Dr. Nasreddine Saidouni chaired the final Plenary Session, which saw four speakers address diverse issues of leadership, state building, and governance. Opening up the plenary, Dr. Saleh Alouani addressed “The Maghreb Countries between 1518 and 1920: A Unique Opportunity for Mashreq-Maghreb and North-South Intersections, and the Social Implications.” He began by noting that “The Maghrebian states were formed at the end of the 16th century out of the conflicts with the northern shore of the Mediterranean, without overlooking the presence of the action of the Ottoman sultanate and its effect on the formation of the modern history of the provinces of Tunisia and Algeria, while Morocco remained outside of Ottoman influence.” In his view, the ‘eastern question’ did not impinge on North Africa, but it made clear how the regime in Istanbul had become unable to defend itself. He concluded that, since the time of the French occupation of Algeria, the term North Africa emerged to replace Islamic Morocco or the Moroccan lands.

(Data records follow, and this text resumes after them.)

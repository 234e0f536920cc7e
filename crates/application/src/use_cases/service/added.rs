//! Service "Added" event handling (§4.4.3).

use std::sync::Arc;

use tracing::{info, instrument};
use zonectl_domain::{annotation_keys, ControllerError, ControllerState, ServiceEvent};

use crate::ports::SdnClient;

pub struct ServiceAddedUseCase {
    sdn: Arc<dyn SdnClient>,
}

impl ServiceAddedUseCase {
    pub fn new(sdn: Arc<dyn SdnClient>) -> Self {
        Self { sdn }
    }

    #[instrument(skip(self, state, event), fields(namespace = %event.namespace, service = %event.name))]
    pub async fn execute(
        &self,
        state: &mut ControllerState,
        event: &ServiceEvent,
    ) -> Result<(), ControllerError> {
        let target_group_id = self.resolve_target_macro_group(state, event).await?;

        let macro_name = format!(
            "NetworkMacro for service: {}/{}",
            event.namespace, event.name
        );
        let macro_id = self
            .sdn
            .create_or_get_network_macro(
                &state.enterprise_id,
                &macro_name,
                "IPv4",
                &event.cluster_ip,
                "255.255.255.255",
            )
            .await?;

        if let Some(zone) = state.zone_mut(&event.namespace) {
            zone.network_macros
                .insert(event.name.clone(), macro_id.clone());
        }

        // A conflict here means the macro is already a member: success.
        self.sdn.add_macro_to_group(&target_group_id, &macro_id).await?;

        info!(
            namespace = %event.namespace,
            service = %event.name,
            macro_id = %macro_id,
            group_id = %target_group_id,
            "network macro created and attached to group"
        );
        Ok(())
    }

    /// Precedence order from §4.4.3: `network-macro-group.id` wins,
    /// `network-macro-group.name` is a fallback, then `zone`, then the
    /// event's own tracked namespace.
    async fn resolve_target_macro_group(
        &self,
        state: &ControllerState,
        event: &ServiceEvent,
    ) -> Result<String, ControllerError> {
        if let Some(id) = event
            .nuage_annotations
            .get(annotation_keys::NETWORK_MACRO_GROUP_ID)
        {
            return Ok(id.clone());
        }

        if let Some(name) = event
            .nuage_annotations
            .get(annotation_keys::NETWORK_MACRO_GROUP_NAME)
        {
            return self
                .sdn
                .find_network_macro_group_by_name(&state.enterprise_id, name)
                .await?
                .ok_or_else(|| {
                    ControllerError::AnnotationError(format!(
                        "network-macro-group.name {name} does not resolve to an existing group"
                    ))
                });
        }

        if let Some(zone_name) = event.nuage_annotations.get(annotation_keys::ZONE) {
            if zone_name != &event.namespace || !state.is_tracked(zone_name) {
                return Err(ControllerError::AnnotationError(format!(
                    "zone annotation {zone_name} must name this service's own tracked namespace ({})",
                    event.namespace
                )));
            }
            let zone = state.zone(zone_name).expect("checked tracked above");
            return zone.network_macro_group_id.clone().ok_or_else(|| {
                ControllerError::AnnotationError(format!(
                    "zone {zone_name} has no macro group yet"
                ))
            });
        }

        let zone = state.zone(&event.namespace).ok_or_else(|| {
            ControllerError::AnnotationError(format!(
                "namespace {} is not tracked and no annotation selects a macro group",
                event.namespace
            ))
        })?;
        zone.network_macro_group_id.clone().ok_or_else(|| {
            ControllerError::AnnotationError(format!(
                "namespace {} has no macro group yet",
                event.namespace
            ))
        })
    }
}

#[cfg(test)]
mod tests {
    use super::*;
    use crate::testing::FakeSdnClient;
    use crate::use_cases::namespace::added::NamespaceAddedUseCase;
    use std::collections::HashMap;
    use zonectl_domain::Ipv4Subnet;

    fn state() -> ControllerState {
        let cidr: Ipv4Subnet = "10.128.0.0/14".parse().unwrap();
        ControllerState::new("ent-1", "dom-1", "tmpl-in", "tmpl-eg", cidr)
    }

    #[tokio::test]
    async fn service_with_no_annotations_joins_own_namespace_group() {
        let sdn = Arc::new(FakeSdnClient::new());
        let mut state = state();
        NamespaceAddedUseCase::new(sdn.clone(), 8)
            .execute(&mut state, "alpha")
            .await
            .unwrap();

        let use_case = ServiceAddedUseCase::new(sdn.clone());
        let event = ServiceEvent::added("alpha", "web", "172.30.1.5", HashMap::new());
        use_case.execute(&mut state, &event).await.unwrap();

        let zone = state.zone("alpha").unwrap();
        let macro_id = zone.network_macros.get("web").unwrap();
        let group_id = zone.network_macro_group_id.clone().unwrap();
        assert!(sdn.group_members_of(&group_id).contains(macro_id));
        assert_eq!(sdn.macro_count(), 1);
    }

    #[tokio::test]
    async fn zone_annotation_mismatched_namespace_fails_without_creating_macro() {
        let sdn = Arc::new(FakeSdnClient::new());
        let mut state = state();
        NamespaceAddedUseCase::new(sdn.clone(), 8)
            .execute(&mut state, "alpha")
            .await
            .unwrap();
        NamespaceAddedUseCase::new(sdn.clone(), 8)
            .execute(&mut state, "beta")
            .await
            .unwrap();

        let use_case = ServiceAddedUseCase::new(sdn.clone());
        let mut annotations = HashMap::new();
        annotations.insert("zone".to_string(), "beta".to_string());
        let event = ServiceEvent::added("alpha", "web", "172.30.1.5", annotations);

        let result = use_case.execute(&mut state, &event).await;
        assert!(matches!(result, Err(ControllerError::AnnotationError(_))));
        assert_eq!(sdn.macro_count(), 0);
    }

    #[tokio::test]
    async fn id_annotation_wins_over_name_annotation() {
        let sdn = Arc::new(FakeSdnClient::new());
        let mut state = state();
        NamespaceAddedUseCase::new(sdn.clone(), 8)
            .execute(&mut state, "alpha")
            .await
            .unwrap();

        let use_case = ServiceAddedUseCase::new(sdn.clone());
        let mut annotations = HashMap::new();
        annotations.insert("network-macro-group.id".to_string(), "explicit-group".to_string());
        annotations.insert(
            "network-macro-group.name".to_string(),
            "does-not-exist".to_string(),
        );
        let event = ServiceEvent::added("alpha", "web", "172.30.1.5", annotations);

        use_case.execute(&mut state, &event).await.unwrap();
        assert!(sdn.group_members_of("explicit-group").len() == 1);
    }
}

Examining questions of relations from a different angle was Dr. Masoud Deilami, who addressed “The Formation of the Nation-State and the Territorial State in the Arab Levant in the aftermath of World War I.” The paper suggested that Mustafa Kamal’s resistance founded the Turkish republic as a national state according to the principles of secularism and nationalism and abolished the Islamic caliphate. The Turks, he said, were thus able to form a Turkish nation state on the ruins of the Ottoman Empire. By contrast, he said, the Arabs found themselves with the option of the territorial state with borders defined by Sykes-Picot.
On the question of economics, Dr Mohamed Lazhar Gharbi presented on “Kheireddine Ettounsi and the Economic Issue,” and spoke about how Khayreddine al-Tunsi stood out from other Mamelukes for his role theorizing the reforms he thought necessary to improve the condition of the Islamic nation.
Then, in the final paper, Dr Simon Badran spoke about “’The Ottoman Constitutional Kingdom’ and its Influence on the Pioneers of Arab Constitutional Thought.” In his presentation, he urged historians to plunge into the study of the Ottoman tanzimat before scrutinizing the Ottoman constitution of 1876. The vanguard of Ottoman constitutional thought, he said, emerged with the move of the new Ottomans during the later period of the tanzimat period, when they established a “constitutional culture for Islam.” The Committee of Union and Progress considered this consolidation of the constitutional method the corner stone for strong and effective government, but their amendments ended up supporting the powers of parliament and the Supreme Porte, rather than curtailing the powers of the palace.